Tsering Woeser via PEN

International PEN
Writers in Prison Committee
15 November 2008 – Day of the Imprisoned WriterChina
Tibetan writer and poet Tsering Woeser (f)

Tibetan writer and poet Tsering Woeser is among a growing number of banned writers in China. Whilst not actually detained, she has suffered repeated and sustained harassment since 2004, including brief detentions, periods of house arrest, travel restrictions, loss of work, denial of access to information and communications, heavy surveillance and censorship. International PEN’s Writers in Prison Committee is therefore calling upon its members to protest the restrictions imposed Tsering Woeser, and demand that she is allowed to live and work freely, in accordance with Article 19 of the International Covenant on Civil and Political Rights, to which China is a signatory.

Award-winning Tibetan writer and poet, Woeser was born in 1966 in Lhasa, Tibet Autonomous Region, where her father was a soldier in the People’s Liberation Army. As a child of the Cultural Revolution, she was raised and educated entirely in the Chinese language, and never learned to read or write in her native Tibetan. Ironically, it is this that has enabled her to be such an influential voice, and she is said to be the first Tibetan to have played the role of a public intellectual in China. She writes to both a Han (Chinese) and a Tibetan audience, and her writings are said to give public expression for the first time to the emotions and experiences of a people and a culture previously hidden from the mainstream.

Woeser studied Chinese literature at the Southwest Nationalities College in Chendu, and began her professional career as a reporter for the Gardze Daily newspaper in the province of Kham, Sichuan province, western China. In March 1990, she became editor of the Lhasa-based Chinese-language literary journal Tibetan Literature. This was the start of her political awakening. She began writing poetry, and read translations of foreign books smuggled into Tibet critical of the Chinese government. Woeser’s first book was published in 1999, a collection of poems entitled Xizang Zai Shang (Tibet Above). She soon became a highly acclaimed and prolific writer in Chinese. Through her education, journalistic training and literary expertise, Woeser became a member Tibet’s ‘Chinese Writers’ Group’, a small literary elite of Tibetans writing in the Chinese Ianguage.

Woeser’s troubles began with her second book Xizang Biji (Notes on Tibet), a collection of short stories and prose published in Guanzhou in January 2003. The book was a best-seller in China, and was banned in September of that year for revealing opinions ‘harmful to the unification and solidarity of our nation’. In June 2004 she was dismissed from her position at the Tibet Autonomous Region Literature Association, and left Lhasa for Beijing in order to ‘follow her conscience as a writer’. She continues to write from a small Beijing apartment where she lives with her husband, writer Wang Lixiong, posting poetry and essays on Tibetan culture on the Internet and publishing her books in Taiwan.
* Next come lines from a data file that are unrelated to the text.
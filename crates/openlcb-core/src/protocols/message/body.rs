use std::fmt;

use super::mti::Mti;
use crate::identity::{EventId, NodeId};

/// Validity state reported by Consumer/Producer Identified messages.
#[derive(Debug, Clone, Copy, PartialEq, Eq, Hash)]
pub enum EventState {
    Valid,
    Invalid,
    Reserved,
    Unknown,
}

impl fmt::Display for EventState {
    fn fmt(&self, f: &mut fmt::Formatter<'_>) -> fmt::Result {
        let text = match self {
            EventState::Valid => "valid",
            EventState::Invalid => "invalid",
            EventState::Reserved => "reserved",
            EventState::Unknown => "unknown",
        };
        f.write_str(text)
    }
}

/// 48-bit protocol support bitmap, left aligned as on the wire.
///
/// # Examples
/// ```
/// use openlcb_core::ProtocolFlags;
///
/// let flags = ProtocolFlags::DATAGRAM | ProtocolFlags::MEMORY_CONFIGURATION;
/// assert!(flags.contains(ProtocolFlags::DATAGRAM));
/// assert!(!flags.contains(ProtocolFlags::STREAM));
/// ```
#[derive(Debug, Clone, Copy, PartialEq, Eq, Hash, Default)]
pub struct ProtocolFlags(u64);

impl ProtocolFlags {
    pub const SIMPLE: ProtocolFlags = ProtocolFlags(0x8000_0000_0000);
    pub const DATAGRAM: ProtocolFlags = ProtocolFlags(0x4000_0000_0000);
    pub const STREAM: ProtocolFlags = ProtocolFlags(0x2000_0000_0000);
    pub const MEMORY_CONFIGURATION: ProtocolFlags = ProtocolFlags(0x1000_0000_0000);
    pub const RESERVATION: ProtocolFlags = ProtocolFlags(0x0800_0000_0000);
    pub const EVENT_EXCHANGE: ProtocolFlags = ProtocolFlags(0x0400_0000_0000);
    pub const IDENTIFICATION: ProtocolFlags = ProtocolFlags(0x0200_0000_0000);
    pub const TEACH_LEARN: ProtocolFlags = ProtocolFlags(0x0100_0000_0000);
    pub const REMOTE_BUTTON: ProtocolFlags = ProtocolFlags(0x0080_0000_0000);
    pub const ACDI: ProtocolFlags = ProtocolFlags(0x0040_0000_0000);
    pub const DISPLAY: ProtocolFlags = ProtocolFlags(0x0020_0000_0000);
    pub const SNIP: ProtocolFlags = ProtocolFlags(0x0010_0000_0000);
    pub const CDI: ProtocolFlags = ProtocolFlags(0x0008_0000_0000);
    pub const TRACTION: ProtocolFlags = ProtocolFlags(0x0004_0000_0000);
    pub const FDI: ProtocolFlags = ProtocolFlags(0x0002_0000_0000);
    pub const DCC_COMMAND_STATION: ProtocolFlags = ProtocolFlags(0x0001_0000_0000);
    pub const SIMPLE_TRAIN_NODE: ProtocolFlags = ProtocolFlags(0x0000_8000_0000);
    pub const FUNCTION_CONFIGURATION: ProtocolFlags = ProtocolFlags(0x0000_4000_0000);
    pub const FIRMWARE_UPGRADE: ProtocolFlags = ProtocolFlags(0x0000_2000_0000);
    pub const FIRMWARE_UPGRADE_ACTIVE: ProtocolFlags = ProtocolFlags(0x0000_1000_0000);

    const MASK: u64 = 0xFFFF_FFFF_FFFF;

    pub const fn from_bits(bits: u64) -> Self {
        Self(bits & Self::MASK)
    }

    pub const fn bits(self) -> u64 {
        self.0
    }

    pub const fn contains(self, other: ProtocolFlags) -> bool {
        self.0 & other.0 == other.0
    }

    pub fn to_bytes(self) -> [u8; 6] {
        let raw = self.0.to_be_bytes();
        let mut bytes = [0u8; 6];
        bytes.copy_from_slice(&raw[2..]);
        bytes
    }
}

impl std::ops::BitOr for ProtocolFlags {
    type Output = ProtocolFlags;

    fn bitor(self, rhs: Self) -> Self::Output {
        ProtocolFlags(self.0 | rhs.0)
    }
}

impl fmt::Display for ProtocolFlags {
    fn fmt(&self, f: &mut fmt::Formatter<'_>) -> fmt::Result {
        write!(f, "{:012X}", self.0)
    }
}

/// Variant payload of a [`Message`](super::Message).
///
/// Each variant maps to exactly one MTI, except the Identified variants
/// whose [`EventState`] selects among four codes.
#[derive(Debug, Clone, PartialEq, Eq, Hash)]
pub enum MessageBody {
    InitializationComplete,
    InitializationCompleteSimple,
    VerifyNodeIdAddressed { node: Option<NodeId> },
    VerifyNodeIdGlobal { node: Option<NodeId> },
    VerifiedNodeId { node: NodeId },
    VerifiedNodeIdSimple { node: NodeId },
    OptionalInteractionRejected { code: u16, rejected_mti: u16 },
    TerminateDueToError { code: u16, rejected_mti: u16 },
    ProtocolSupportInquiry,
    ProtocolSupportReply { protocols: ProtocolFlags },
    IdentifyConsumers { event: EventId },
    ConsumerRangeIdentified { event: EventId },
    ConsumerIdentified { event: EventId, state: EventState },
    IdentifyProducers { event: EventId },
    ProducerRangeIdentified { event: EventId },
    ProducerIdentified { event: EventId, state: EventState },
    IdentifyEventsAddressed,
    IdentifyEventsGlobal,
    LearnEvent { event: EventId },
    ProducerConsumerEventReport { event: EventId },
    TractionControlCommand { data: Vec<u8> },
    TractionControlReply { data: Vec<u8> },
    RemoteButtonRequest { data: Vec<u8> },
    RemoteButtonReply { data: Vec<u8> },
    SimpleNodeIdentInfoRequest,
    SimpleNodeIdentInfoReply { data: Vec<u8> },
    Datagram { data: Vec<u8> },
    DatagramReceivedOk { flags: u8 },
    DatagramRejected { code: u16 },
    StreamInitiateRequest {
        max_buffer_size: u16,
        flags: u16,
        source_stream_id: u8,
        destination_stream_id: u8,
    },
    StreamInitiateReply {
        max_buffer_size: u16,
        flags: u16,
        source_stream_id: u8,
        destination_stream_id: u8,
    },
    StreamDataSend { destination_stream_id: u8, data: Vec<u8> },
    StreamDataProceed { source_stream_id: u8, destination_stream_id: u8 },
    StreamDataComplete { source_stream_id: u8, destination_stream_id: u8 },
}

impl MessageBody {
    pub fn mti(&self) -> Mti {
        match self {
            MessageBody::InitializationComplete => Mti::InitializationComplete,
            MessageBody::InitializationCompleteSimple => Mti::InitializationCompleteSimple,
            MessageBody::VerifyNodeIdAddressed { .. } => Mti::VerifyNodeIdAddressed,
            MessageBody::VerifyNodeIdGlobal { .. } => Mti::VerifyNodeIdGlobal,
            MessageBody::VerifiedNodeId { .. } => Mti::VerifiedNodeId,
            MessageBody::VerifiedNodeIdSimple { .. } => Mti::VerifiedNodeIdSimple,
            MessageBody::OptionalInteractionRejected { .. } => Mti::OptionalInteractionRejected,
            MessageBody::TerminateDueToError { .. } => Mti::TerminateDueToError,
            MessageBody::ProtocolSupportInquiry => Mti::ProtocolSupportInquiry,
            MessageBody::ProtocolSupportReply { .. } => Mti::ProtocolSupportReply,
            MessageBody::IdentifyConsumers { .. } => Mti::IdentifyConsumers,
            MessageBody::ConsumerRangeIdentified { .. } => Mti::ConsumerRangeIdentified,
            MessageBody::ConsumerIdentified { state, .. } => match state {
                EventState::Valid => Mti::ConsumerIdentifiedValid,
                EventState::Invalid => Mti::ConsumerIdentifiedInvalid,
                EventState::Reserved => Mti::ConsumerIdentifiedReserved,
                EventState::Unknown => Mti::ConsumerIdentifiedUnknown,
            },
            MessageBody::IdentifyProducers { .. } => Mti::IdentifyProducers,
            MessageBody::ProducerRangeIdentified { .. } => Mti::ProducerRangeIdentified,
            MessageBody::ProducerIdentified { state, .. } => match state {
                EventState::Valid => Mti::ProducerIdentifiedValid,
                EventState::Invalid => Mti::ProducerIdentifiedInvalid,
                EventState::Reserved => Mti::ProducerIdentifiedReserved,
                EventState::Unknown => Mti::ProducerIdentifiedUnknown,
            },
            MessageBody::IdentifyEventsAddressed => Mti::IdentifyEventsAddressed,
            MessageBody::IdentifyEventsGlobal => Mti::IdentifyEventsGlobal,
            MessageBody::LearnEvent { .. } => Mti::LearnEvent,
            MessageBody::ProducerConsumerEventReport { .. } => Mti::ProducerConsumerEventReport,
            MessageBody::TractionControlCommand { .. } => Mti::TractionControlCommand,
            MessageBody::TractionControlReply { .. } => Mti::TractionControlReply,
            MessageBody::RemoteButtonRequest { .. } => Mti::RemoteButtonRequest,
            MessageBody::RemoteButtonReply { .. } => Mti::RemoteButtonReply,
            MessageBody::SimpleNodeIdentInfoRequest => Mti::SimpleNodeIdentInfoRequest,
            MessageBody::SimpleNodeIdentInfoReply { .. } => Mti::SimpleNodeIdentInfoReply,
            MessageBody::Datagram { .. } => Mti::Datagram,
            MessageBody::DatagramReceivedOk { .. } => Mti::DatagramReceivedOk,
            MessageBody::DatagramRejected { .. } => Mti::DatagramRejected,
            MessageBody::StreamInitiateRequest { .. } => Mti::StreamInitiateRequest,
            MessageBody::StreamInitiateReply { .. } => Mti::StreamInitiateReply,
            MessageBody::StreamDataSend { .. } => Mti::StreamDataSend,
            MessageBody::StreamDataProceed { .. } => Mti::StreamDataProceed,
            MessageBody::StreamDataComplete { .. } => Mti::StreamDataComplete,
        }
    }
}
In mainland China her books are banned, her two web-logs have been shut down, she is unemployed and her movements are sometimes restricted. Yet she has become widely known as one of China’s most respected writers on Tibet.

What You Can Do
Send appeals protesting the harassment of dissident writer Tsering Woeser and urging that she is allowed to live and work freely without restriction and fear of attack, in accordance with Article 19 of the International Covenant on Civil and Political Rights, to which China became a signatory in 1998.

Appeals to:
His Excellency Hu Jintao
President of the People’s Republic of China
State Council
Beijing 100032
P.R.China.

Please note that there are no fax numbers for the Chinese authorities. WiPC recommends that you copy your appeal to the Chinese embassy in your country asking them to forward it and welcoming any comments.

Please copy appeals to the diplomatic representative for China in your country if possible.

Letters to the press:
The present press interest in China following the Olympic Games in Beiing makes the concerns for women writers in China more likely to be picked up by the press. Centres are encouraged to use the material provided to publish articles in your local press.

For further information please contact Cathy McCann at International PEN Writers in Prison Committee, Brownlow House, 50/51 High Holborn, London WC1V 6ER, Tel.+ 44 (0) 20 7405 0338, Fax: +44 (0) 20 7405 0339, email: cathy.mccann AT internationalpen.org.uk

Night in Lhasa

by WOESER (translated from the Chinese, translator unknown)

Lhasa! an imaginary night
A few lotus flowers never blooming
A few glasses easily broken
A few people, this demeanor given by
whom, make the flowing feast
a paradise of self-exile
Those unseen torrential tears
are only for a loved one who cannot stay

Lhasa! a sorrowful night
A few bluebirds never singing
A few coats covered with dust
A few people, these diseases spread by
whom, make the fleeting moments
pools of drowned self-expression
Those innumerable bewitching images
cannot call back a lost loved one!

Lhasa! a rare night
A few affections never arriving
A few bloodlines gradually intermixed
A few people, like what kind of
lightning, make the overarching pre-ordinances
the fated chance of affinitive coalescence
Yet, amidst that never ending transformation
I wish you will ever be my loved one!